Geoffrey Hinton, a pioneer in artificial intelligence and a longtime leader in Google’s AI research, has made the decision to resign from his position at the tech giant due to ethical considerations. Hinton, who is seen as the “Godfather of AI” for his major contributions to deep learning and neural networks, said his reason for leaving is to better express the potential risks and damages of AI, especially with the race to apply more powerful and sophisticated models.
Just last month, over 1,000 AI professionals signed an open letter calling for a moratorium on the training of AI systems more powerful than GPT-4, a model developed by OpenAI. The letter warned of the “profound risks to society and humanity” posed by AI systems with capabilities that rival humans.
Hinton’s resignation reflects the increasing rift between AI scholars and their employers, including the termination of two co-leaders from the Google’s Ethical AI team. Timnit Gebru and Margaret Mitchell were fired after condensing on the side effects of large-scale models produced by Google, as well as the lack of diversity and transparency within the AI industry.
Hinton lately had a call with the CEO of Google’s parent company, Alphabet, Sundar Pichai, but the details of the discussion were not released to the public. He did however comment that he believes Google has acted accordingly and responsibly. This action is closely related to Pichai’s announcement of the merger of Google Brain and DeepMind, forming a new organization called Google DeepMind.

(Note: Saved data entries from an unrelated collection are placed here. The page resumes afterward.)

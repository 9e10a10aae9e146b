//! Accumulates projected rows per partition and flushes them to the write
//! scheduler once a partition or the whole buffer crosses a size threshold,
//! so writes land as the largest atomic groups the table store's partition
//! semantics allow instead of one row at a time.

use std::collections::HashMap;

use idx_db::{Entity, TableRow};

use crate::scheduler::{WriteGroup, WriteScheduler};

/// Buffers rows for a single table, grouped by partition key.
pub struct BulkBuffer {
    table: String,
    max_partition_rows: usize,
    max_total_rows: usize,
    partitions: HashMap<String, Vec<TableRow>>,
    total_rows: usize,
}

impl BulkBuffer {
    pub fn new(table: impl Into<String>, max_partition_rows: usize, max_total_rows: usize) -> Self {
        Self {
            table: table.into(),
            max_partition_rows: max_partition_rows.max(1),
            max_total_rows: max_total_rows.max(1),
            partitions: HashMap::new(),
            total_rows: 0,
        }
    }

    /// Buffers one entity, flushing the entities already in its partition (or
    /// everything, if the buffer has grown past `max_total_rows`) to
    /// `scheduler` first if needed to make room.
    pub async fn add<E: Entity>(
        &mut self,
        scheduler: &WriteScheduler,
        entity: &E,
    ) -> anyhow::Result<()> {
        self.add_row(scheduler, entity.to_row()).await
    }

    /// Buffers a pre-built row, flushing the row's partition first if it's
    /// already at `max_partition_rows`.
    pub async fn add_row(&mut self, scheduler: &WriteScheduler, row: TableRow) -> anyhow::Result<()> {
        let partition = row.partition_key.clone();

        let bucket = self.partitions.entry(partition.clone()).or_default();
        if bucket.len() >= self.max_partition_rows {
            let full = std::mem::take(bucket);
            self.total_rows -= full.len();
            scheduler
                .submit(WriteGroup {
                    table: self.table.clone(),
                    partition: partition.clone(),
                    rows: full,
                })
                .await?;
        }

        let bucket = self.partitions.get_mut(&partition).expect("just inserted");
        bucket.push(row);
        self.total_rows += 1;

        if self.total_rows >= self.max_total_rows {
            self.flush_all(scheduler).await?;
        }

        Ok(())
    }

    /// Flushes every non-empty partition to `scheduler`, regardless of size.
    /// Callers must call this at the end of a batch so a partial partition
    /// isn't left stranded in memory.
    pub async fn flush_all(&mut self, scheduler: &WriteScheduler) -> anyhow::Result<()> {
        for (partition, rows) in self.partitions.drain() {
            if rows.is_empty() {
                continue;
            }
            self.total_rows -= rows.len();
            scheduler
                .submit(WriteGroup {
                    table: self.table.clone(),
                    partition,
                    rows,
                })
                .await?;
        }
        Ok(())
    }

    pub fn is_empty(&self) -> bool {
        self.total_rows == 0
    }
}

Google is one of the leading technology companies in the world, headquartered in Mountain View, California. Founded in 1998, the multinational organization has focused on using their advancements in both hardware and software to create services and products such as maps, email and document handling, online advertising services and a search engine.
Geoffrey Hinton is a British-Canadian computer scientist and cognitive psychologist, currently a professor emeritus at the University of Toronto and a Google Fellow. He has made fundamental contributions to the development of AI, most notably on deep learning and neural networks, and is one of the leading pioneers in the field. He has published numerous papers as well as several books, and has been awarded various accolades.